Hackett and her colleagues knew they were going to need technical support and connections in the computer industry. They had neither.

That’s when they met Stylianou, a Washington University computer programming researcher in the School of Engineering and Applied Science. Stylianou had read a 2013 report in the Post-Dispatch about local efforts to reopen the case of Baby Jane Doe, the unidentified 1983 victim of a grisly unsolved murder that had bothered police for decades.

Investigators had to locate the child’s unmarked grave at a local cemetery so they could exhume the body.

Stylianou got her lab to lend its computer image analysis technology to successfully locate the burial plot.

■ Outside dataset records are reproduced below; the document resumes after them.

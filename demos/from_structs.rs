//! Stringifying serde types into query strings.
//!
//! Run with: cargo run --example from_structs

use qs_value::{parse, to_string, to_string_with_options, to_value, StringifyOptions, Value};
use serde::Serialize;
use std::collections::BTreeMap;
use std::error::Error;

#[derive(Debug, Serialize)]
#[serde(rename_all = "snake_case")]
enum Status {
    Open,
    Closed,
}

#[derive(Debug, Serialize)]
struct Filters {
    status: Status,
    labels: Vec<String>,
    assignee: Option<String>,
}

#[derive(Debug, Serialize)]
struct Search {
    term: String,
    page: u32,
    per_page: u32,
    filters: Filters,
}

fn main() -> Result<(), Box<dyn Error>> {
    let search = Search {
        term: "query strings".to_string(),
        page: 2,
        per_page: 25,
        filters: Filters {
            status: Status::Open,
            labels: vec!["bug".to_string(), "parser".to_string()],
            assignee: None,
        },
    };

    println!("Default:");
    let query = to_string(&search)?;
    println!("{}\n", query);

    println!("Readable, without nulls:");
    let options = StringifyOptions::new()
        .with_encode_values_only(true)
        .with_skip_nulls(true)
        .with_add_query_prefix(true);
    println!("{}\n", to_string_with_options(&search, &options)?);

    // Maps keep their own iteration order
    let mut params = BTreeMap::new();
    params.insert("sort", "updated");
    params.insert("direction", "desc");
    println!("Map: {}\n", to_string(&params)?);

    // Unit variants become their names
    let closed = to_value(&Status::Closed)?;
    println!("Unit variant: {:?}\n", closed);

    // Parsed values are plain strings; the tree shape survives
    let parsed = Value::Mapping(parse(&query));
    println!("Parsed back: {:?}", parsed);
    println!(
        "First label: {:?}",
        parsed
            .get("filters")
            .and_then(|filters| filters.get("labels"))
            .and_then(Value::as_sequence)
            .and_then(|labels| labels.first())
    );

    Ok(())
}
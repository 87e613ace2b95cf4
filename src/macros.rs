/// Builds a [`Value`](crate::Value) tree from a JSON-like literal.
///
/// Array elements and mapping values must be single token trees; wrap longer
/// expressions in parentheses.
///
/// ```rust
/// use qs_value::{qs, Value};
///
/// let value = qs!({ "a": ["b", null, (1 + 1)], "c": {} });
/// assert_eq!(value.get("a").and_then(|a| a.get("2")), Some(&Value::from(2)));
/// ```
#[macro_export]
macro_rules! qs {
    (null) => {
        $crate::Value::Null
    };

    (true) => {
        $crate::Value::Bool(true)
    };

    (false) => {
        $crate::Value::Bool(false)
    };

    ([]) => {
        $crate::Value::Sequence(vec![])
    };

    ([ $($elem:tt),* $(,)? ]) => {
        $crate::Value::Sequence(vec![$($crate::qs!($elem)),*])
    };

    ({}) => {
        $crate::Value::Mapping($crate::QsMap::new())
    };

    ({ $($key:literal : $value:tt),* $(,)? }) => {{
        let mut mapping = $crate::QsMap::new();
        $(
            mapping.insert($key.to_string(), $crate::qs!($value));
        )*
        $crate::Value::Mapping(mapping)
    }};

    // Anything convertible with `Value::from`.
    ($e:expr) => {
        $crate::Value::from($e)
    };
}

#[cfg(test)]
mod tests {
    use crate::{Number, QsMap, Value};

    #[test]
    fn test_qs_macro_primitives() {
        assert_eq!(qs!(null), Value::Null);
        assert_eq!(qs!(true), Value::Bool(true));
        assert_eq!(qs!(false), Value::Bool(false));
        assert_eq!(qs!(42), Value::Number(Number::Integer(42)));
        assert_eq!(qs!(3.5), Value::Number(Number::Float(3.5)));
        assert_eq!(qs!("hello"), Value::String("hello".to_string()));
    }

    #[test]
    fn test_qs_macro_sequences() {
        assert_eq!(qs!([]), Value::Sequence(vec![]));
        assert_eq!(
            qs!(["a", null]),
            Value::Sequence(vec![Value::String("a".to_string()), Value::Null])
        );
    }

    #[test]
    fn test_qs_macro_mappings() {
        assert_eq!(qs!({}), Value::Mapping(QsMap::new()));

        let value = qs!({ "a": { "b": "c" } });
        match value {
            Value::Mapping(map) => {
                assert_eq!(map.len(), 1);
                assert_eq!(
                    map.get("a").and_then(|a| a.get("b")),
                    Some(&Value::String("c".to_string()))
                );
            }
            _ => panic!("Expected mapping"),
        }
    }
}
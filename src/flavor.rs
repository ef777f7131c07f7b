//! Pointer-flavor adapters layered over the raw cell returned by
//! [`Pool::construct_raw`](crate::Pool::construct_raw): a move-only owner
//! ([`Unique`]), a reference-counted owner ([`Shared`]), and the explicit
//! free function ([`delete_raw`]) for the raw flavor itself. All three share
//! one pool and one cell layout; the flavor is chosen per call, not baked
//! into `Config`.

use core::marker::PhantomData;
use core::ops::{Deref, DerefMut};
use core::ptr::NonNull;
use core::sync::atomic::Ordering;

use crate::pool::{resolve_pool, Config};
use crate::slab::Cell;

/// Release a cell dispensed by [`Pool::construct_raw`](crate::Pool::construct_raw).
///
/// # Safety
/// `ptr` must have come from a live `construct_raw` call on a pool of this
/// exact `Config`, and must not already have been passed to `delete_raw`,
/// dropped via [`Unique`]/[`Shared`], or otherwise released.
pub unsafe fn delete_raw<C: Config>(ptr: NonNull<C::Object>) {
    core::ptr::drop_in_place(ptr.as_ptr());
    let cell = Cell::<C>::from_object_ptr(ptr);
    let pool = resolve_pool::<C>(cell);
    pool.as_ref().release_cell(cell);
}

/// A move-only owning handle. Dropping it drops the object in place and
/// returns its cell to the owning pool's free list.
pub struct Unique<C: Config> {
    ptr: NonNull<C::Object>,
    _marker: PhantomData<C>,
}

impl<C: Config> Unique<C> {
    /// # Safety
    /// Same preconditions as [`delete_raw`], except ownership transfers to
    /// the returned `Unique` instead of being released immediately.
    pub(crate) unsafe fn from_object_ptr(ptr: NonNull<C::Object>) -> Self {
        Unique {
            ptr,
            _marker: PhantomData,
        }
    }
}

impl<C: Config> Deref for Unique<C> {
    type Target = C::Object;

    #[inline]
    fn deref(&self) -> &C::Object {
        unsafe { self.ptr.as_ref() }
    }
}

impl<C: Config> DerefMut for Unique<C> {
    #[inline]
    fn deref_mut(&mut self) -> &mut C::Object {
        unsafe { self.ptr.as_mut() }
    }
}

impl<C: Config> Drop for Unique<C> {
    fn drop(&mut self) {
        unsafe {
            core::ptr::drop_in_place(self.ptr.as_ptr());
            let cell = Cell::<C>::from_object_ptr(self.ptr);
            let pool = resolve_pool::<C>(cell);
            pool.as_ref().release_cell(cell);
        }
    }
}

// SAFETY: `Unique` behaves like `Box<C::Object>` — exclusive ownership of
// one object, so it inherits exactly `C::Object`'s own Send/Sync bounds.
unsafe impl<C: Config> Send for Unique<C> where C::Object: Send {}
unsafe impl<C: Config> Sync for Unique<C> where C::Object: Sync {}

/// A reference-counted owning handle, sharing one cell across clones. The
/// count lives in the cell itself ([`Cell::refcount`](crate::slab::Cell)),
/// not in a separately allocated control block, so cloning and dropping
/// never touch the global allocator.
pub struct Shared<C: Config> {
    ptr: NonNull<C::Object>,
    _marker: PhantomData<C>,
}

impl<C: Config> Shared<C> {
    /// # Safety
    /// Same preconditions as [`delete_raw`]; additionally, the cell's
    /// refcount must not already be in use by another `Shared` tracking it
    /// (this call initializes the count to 1).
    pub(crate) unsafe fn from_object_ptr(ptr: NonNull<C::Object>) -> Self {
        let cell = Cell::<C>::from_object_ptr(ptr);
        cell.as_ref().refcount.store(1, Ordering::Release);
        Shared {
            ptr,
            _marker: PhantomData,
        }
    }
}

impl<C: Config> Clone for Shared<C> {
    fn clone(&self) -> Self {
        unsafe {
            let cell = Cell::<C>::from_object_ptr(self.ptr);
            cell.as_ref().refcount.fetch_add(1, Ordering::Relaxed);
        }
        Shared {
            ptr: self.ptr,
            _marker: PhantomData,
        }
    }
}

impl<C: Config> Deref for Shared<C> {
    type Target = C::Object;

    #[inline]
    fn deref(&self) -> &C::Object {
        unsafe { self.ptr.as_ref() }
    }
}

impl<C: Config> Drop for Shared<C> {
    fn drop(&mut self) {
        unsafe {
            let cell = Cell::<C>::from_object_ptr(self.ptr);
            if cell.as_ref().refcount.fetch_sub(1, Ordering::AcqRel) == 1 {
                core::ptr::drop_in_place(self.ptr.as_ptr());
                let pool = resolve_pool::<C>(cell);
                pool.as_ref().release_cell(cell);
            }
        }
    }
}

// SAFETY: mirrors `alloc::sync::Arc`'s bounds — shared access from multiple
// threads requires the object itself to be thread-safe to share and send.
unsafe impl<C: Config> Send for Shared<C> where C::Object: Send + Sync {}
unsafe impl<C: Config> Sync for Shared<C> where C::Object: Send + Sync {}
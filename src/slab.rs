//! Slab carving: a large region split into fixed, aligned cells, handed out
//! in bump order. A slab has no notion of which of its cells are live vs
//! free — that bookkeeping lives one layer up, in the free list — it only
//! ever hands out the next never-used cell.

use core::alloc::Layout;
use core::mem::{align_of, size_of, ManuallyDrop};
use core::ptr::NonNull;

use crate::free_list::FreeNode;
use crate::pool::Config;

/// Header prefixed to every slab region, followed immediately (after
/// alignment padding) by `Config::CELLS_PER_SLAB` cells.
#[repr(C)]
pub(crate) struct SlabHeader {
    /// Intrusive link to the next-older slab in the pool's slab list.
    pub(crate) next: Option<NonNull<SlabHeader>>,
    /// Count of cells already handed out from this slab, in carve order.
    pub(crate) next_unused: u32,
}

/// A cell's storage: either a live object or a free-list node, whichever is
/// current. `object` must be the first union field — and `payload` must be
/// the first field of [`Cell`] — so that a pointer to the dispensed object
/// and a pointer to its owning cell are one and the same address, letting
/// the raw pointer flavor recover its cell without any extra bookkeeping.
#[repr(C)]
pub(crate) union Payload<T> {
    object: ManuallyDrop<T>,
    free: ManuallyDrop<FreeNode>,
}

/// One allocation unit within a slab.
///
/// Sized `max(size_of(T), size_of(FreeNode))` for the payload, plus an
/// intrusive refcount (used only by the shared pointer flavor) and an
/// origin back-reference (zero-sized for static pools, one pointer for
/// instanced ones — see [`crate::origin`]).
#[repr(C)]
pub(crate) struct Cell<C: Config> {
    payload: Payload<C::Object>,
    pub(crate) refcount: core::sync::atomic::AtomicUsize,
    pub(crate) origin: C::Origin,
}

impl<C: Config> Cell<C> {
    /// The object pointer for a cell, valid once `payload.object` has been
    /// written. Same address as the cell itself (see [`Payload`] doc).
    #[inline]
    pub(crate) fn object_ptr(cell: NonNull<Cell<C>>) -> NonNull<C::Object> {
        cell.cast()
    }

    /// Recover a cell pointer from an object pointer previously produced by
    /// [`Cell::object_ptr`]. Caller must ensure `ptr` actually originated
    /// from a cell of this pool's configuration.
    #[inline]
    pub(crate) unsafe fn from_object_ptr(ptr: NonNull<C::Object>) -> NonNull<Cell<C>> {
        ptr.cast()
    }

    #[inline]
    pub(crate) fn free_node_ptr(cell: NonNull<Cell<C>>) -> NonNull<FreeNode> {
        cell.cast()
    }
}

/// The `Layout` of one whole slab (header + cell array), and the byte
/// offset from the slab's base to its first cell.
pub(crate) fn slab_layout<C: Config>() -> (Layout, usize) {
    let header = Layout::new::<SlabHeader>();
    let cells = Layout::array::<Cell<C>>(C::CELLS_PER_SLAB)
        .expect("slab_pool: cell array layout overflow");
    let (total, cells_offset) = header
        .extend(cells)
        .expect("slab_pool: slab layout overflow");
    (total.pad_to_align(), cells_offset)
}

/// How many cells fit after the header, given a target slab size. May
/// underestimate slightly relative to the exact padded layout — a few
/// bytes of trailing slack at the end of a slab is acceptable; handing out
/// a cell that doesn't fit is not.
pub(crate) const fn cells_per_slab(slab_bytes: usize, cell_size: usize) -> usize {
    let header_size = size_of::<SlabHeader>();
    if cell_size == 0 || slab_bytes <= header_size {
        return 0;
    }
    (slab_bytes - header_size) / cell_size
}

/// Carve the next never-used cell from `slab`, or `None` if it is full.
///
/// # Safety
/// `slab` must point to a live slab allocated with the layout returned by
/// [`slab_layout::<C>`], and `cells_offset` must be that layout's cell
/// offset.
pub(crate) unsafe fn carve<C: Config>(
    slab: NonNull<SlabHeader>,
    cells_offset: usize,
) -> Option<NonNull<Cell<C>>> {
    let hdr = slab.as_ptr();
    let next_unused = (*hdr).next_unused;
    if next_unused as usize >= C::CELLS_PER_SLAB {
        return None;
    }
    let base = (slab.as_ptr() as *mut u8).add(cells_offset) as *mut Cell<C>;
    let cell = base.add(next_unused as usize);
    (*hdr).next_unused = next_unused + 1;
    Some(NonNull::new_unchecked(cell))
}

#[cfg(test)]
mod tests {
    use super::*;
    use crate::lock::Spin;
    use crate::origin::Untagged;
    use crate::pool::{PoolKind, PoolState};

    struct Small([u8; 4]);

    struct SmallConfig;
    impl Config for SmallConfig {
        type Object = Small;
        type Origin = Untagged;
        type Lock = Spin<PoolState<Self>>;
        const SLAB_BYTES: usize = 256;
        const KIND: PoolKind = PoolKind::Static;
    }

    #[test]
    fn cells_per_slab_excludes_header() {
        let header = size_of::<SlabHeader>();
        let cell = size_of::<Cell<SmallConfig>>();
        assert_eq!(cells_per_slab(256, cell), (256 - header) / cell);
    }

    #[test]
    fn zero_sized_cell_yields_zero_cells() {
        assert_eq!(cells_per_slab(256, 0), 0);
    }

    #[test]
    fn slab_too_small_for_header_yields_zero_cells() {
        let header = size_of::<SlabHeader>();
        assert_eq!(cells_per_slab(header, 1), 0);
    }

    #[test]
    fn carve_bumps_until_exhausted_then_returns_none() {
        let (layout, cells_offset) = slab_layout::<SmallConfig>();
        let raw = unsafe { alloc::alloc::alloc(layout) };
        let hdr = NonNull::new(raw as *mut SlabHeader).unwrap();
        unsafe {
            hdr.as_ptr().write(SlabHeader {
                next: None,
                next_unused: 0,
            });
        }

        let mut seen = alloc::vec::Vec::new();
        for _ in 0..SmallConfig::CELLS_PER_SLAB {
            let cell = unsafe { carve::<SmallConfig>(hdr, cells_offset) }
                .expect("slab should yield CELLS_PER_SLAB cells");
            assert_eq!(cell.as_ptr().align_offset(align_of::<Cell<SmallConfig>>()), 0);
            assert!(!seen.contains(&cell));
            seen.push(cell);
        }
        assert!(unsafe { carve::<SmallConfig>(hdr, cells_offset) }.is_none());

        unsafe { alloc::alloc::dealloc(raw, layout) };
    }
}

Because of that work, Stylianou won a seat in a local FBI Citizens Academy in 2014. One of the classes dealt with human trafficking and was conducted the same week the Post-Dispatch ran an article on Hackett and her colleagues’ efforts to collect hotel photos.

Stylianou said, “I’d like to meet that lady because I can help her.” It turned out a classmate sitting next to her knew Hackett. A meeting was set.

Photos wanted
Hackett said within minutes of meeting Stylianou and her mentor, Robert Pless, a professor of computer science and engineering, light bulbs went off.

“They were using all sorts of super, high-level coordinates of random photos taken outside and showing how they could find their original locations,” Hackett recalled. “They said they could probably do this with interiors. While they’re doing this, I’m touching my phone. And I asked them, can you make an app for us?”

An iPhone app has been available for about 10 months, but the group waited to complete an Android version before going public this week.

So far more than 1.5 million photos have been uploaded to the database from more than 145,000 hotels. Stylianou said they need significantly more. Most of the photos collected so far have been “scraped” by the WU computer lab from internet travel sites such as Expedia.com, she said.

“Those are not necessarily the rooms where the victims are being trafficked,” she said. “The reality is we believe we can do even better by getting pictures from the app that more accurately represent the hotels. So getting these pictures from travelers is hugely important.”